ライバルの朝日記者はこの前まで大学で教授を吊るし上げていた活動家だった 元産経記者が語る「メディアの左傾化」
早稲田と革マル派の深い関係
当時、早稲田祭実行委員会は革マル派が仕切っているとも囁かれていた。来場者数は延べ20万人にも及ぶといわれる早稲田祭に入場するには、パンフレットを当時、500円で購入しなければならなかった。これが革マル派の多大な資金に化けたことは想像に難くない。 政経学部の学生委員会も革マル派の影響力が強いといわれていた。1972年には中核派とみなされた早稲田大の第一文学部の学生が、角材などで革マル派の学生に滅多打ちにされて死亡した事件も起きている。 僕の卒業後、1994年に早稲田大学総長に就任した奥島孝康教授は、革マル派の排除に乗り出した。1997年には千葉市中央区にある早稲田大学法学部教授の自宅の電話が革マル派に盗聴される事件が発覚し、警視庁は革マル派非公然活動家10人を指名手配した。1997年から2001年まで早稲田大学は早稲田祭を中止する措置を取った。
新聞記者が労組の職員に
Nくんとはそれなりに仲が良かったが、彼はほどなくして朝日を辞めた。 それから10年以上経ったある日、国税担当になった僕は、ある全国的な組織を持つ労働組合が東京国税局査察部に強制調査(査察)を受けた際、国税や特捜部の係官が段ボールを押収して車に積み込むおなじみの写真を撮ろうと、その組合に急行した。建物の外で推移を見守っていたら、何とNくんが出てきたではないか。 「おうっ、N、ひさしぶりじゃないか」 と言ったら、彼はバツが悪そうに、 「カネの話は抗弁できない。
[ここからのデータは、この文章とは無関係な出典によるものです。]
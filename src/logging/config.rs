//! Configuration for the logging system
//!
//! Loaded from the `[logging]` table of the database configuration, a
//! standalone TOML file, or environment variables.

use log::LevelFilter;
use serde::{Deserialize, Serialize};
use std::collections::HashMap;
use std::path::Path;

/// Main logging configuration structure
#[derive(Debug, Clone, PartialEq, Eq, Serialize, Deserialize)]
#[serde(default)]
pub struct LogConfig {
    /// Default log level for all modules
    pub default_level: String,
    /// Module-specific log levels, keyed by module path (e.g. `fielddb::acl`)
    pub features: HashMap<String, String>,
}

impl Default for LogConfig {
    fn default() -> Self {
        Self {
            default_level: "INFO".to_string(),
            features: HashMap::new(),
        }
    }
}

impl LogConfig {
    /// Load configuration from a TOML file, then apply environment overrides
    pub fn from_file<P: AsRef<Path>>(path: P) -> Result<Self, ConfigError> {
        let content = std::fs::read_to_string(path.as_ref()).map_err(ConfigError::Io)?;

        let mut config: LogConfig =
            toml::from_str(&content).map_err(|e| ConfigError::Parse(e.to_string()))?;

        config.apply_env_overrides();
        config.validate()?;
        Ok(config)
    }

    /// Apply `FIELDDB_LOG_LEVEL` and `FIELDDB_LOG_FEATURE_<MODULE>` overrides.
    ///
    /// Feature names are lowercased and `__` becomes `::`, so
    /// `FIELDDB_LOG_FEATURE_FIELDDB__ACL=DEBUG` targets `fielddb::acl`.
    pub fn apply_env_overrides(&mut self) {
        if let Ok(level) = std::env::var("FIELDDB_LOG_LEVEL") {
            self.default_level = level;
        }

        for (key, value) in std::env::vars() {
            if let Some(feature) = key.strip_prefix("FIELDDB_LOG_FEATURE_") {
                let feature_name = feature.to_lowercase().replace("__", "::");
                self.features.insert(feature_name, value);
            }
        }
    }

    pub fn validate(&self) -> Result<(), ConfigError> {
        self.level_filter()?;
        self.feature_filters()?;
        Ok(())
    }

    pub fn level_filter(&self) -> Result<LevelFilter, ConfigError> {
        parse_log_level(&self.default_level)
            .ok_or_else(|| ConfigError::InvalidLevel(self.default_level.clone()))
    }

    pub fn feature_filters(&self) -> Result<Vec<(String, LevelFilter)>, ConfigError> {
        let mut filters = Vec::with_capacity(self.features.len());
        for (feature, level) in &self.features {
            let filter = parse_log_level(level)
                .ok_or_else(|| ConfigError::InvalidFeatureLevel(feature.clone(), level.clone()))?;
            filters.push((feature.clone(), filter));
        }
        filters.sort();
        Ok(filters)
    }
}

fn parse_log_level(level: &str) -> Option<LevelFilter> {
    match level.to_uppercase().as_str() {
        "TRACE" => Some(LevelFilter::Trace),
        "DEBUG" => Some(LevelFilter::Debug),
        "INFO" => Some(LevelFilter::Info),
        "WARN" => Some(LevelFilter::Warn),
        "ERROR" => Some(LevelFilter::Error),
        "OFF" => Some(LevelFilter::Off),
        _ => None,
    }
}

/// Configuration errors
#[derive(Debug, thiserror::Error)]
pub enum ConfigError {
    #[error("IO error: {0}")]
    Io(#[from] std::io::Error),
    #[error("Failed to parse configuration: {0}")]
    Parse(String),
    #[error("Invalid log level: {0}")]
    InvalidLevel(String),
    #[error("Invalid log level for feature '{0}': {1}")]
    InvalidFeatureLevel(String, String),
}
取材は拒否だ」 と苦笑いを浮かべて建物の中に消えた。何と朝日を辞めて、労組の職員になっていたのだった。 毎日の女性記者はその後も毎日にいて、特派員として活躍している。 彼女がデスククラスにでもなれば、新入社員を採用する一次試験の面接担当官くらいにはなるだろう。また左派系の学者のゼミに入っていて、その担当教授から推薦をもらって朝日や毎日の面接を受けている学生は多いだろう。こうして左派系のある意味で「色のついた学生」の系譜は絶えることなく続いていくのだと思う。 朝日や毎日新聞の記者の中には、明らかに活動家系の記者がいる。その記者が事件を担当する官庁を経験したという話は寡聞(かぶん)にして知らない。別に事件持ち場をやらなければ新聞記者ではない、といった時代錯誤なことを言うつもりはない。ただ、その記者が書く記事、書く記事、いつもそうした「界隈の人々が喜ぶ記事」ということは、その記者はそれ以外に書きたい記事はないのだろうか、と邪推してしまう。 *** 実は記者個人の性向とは別に、記者クラブの記者たちには、ある種の「偏り」を持ってしまう事情があることに三枝氏は気付く。どうしても「市民運動」ネタが増えてしまうのだ。 そのウラ事情については、後編で。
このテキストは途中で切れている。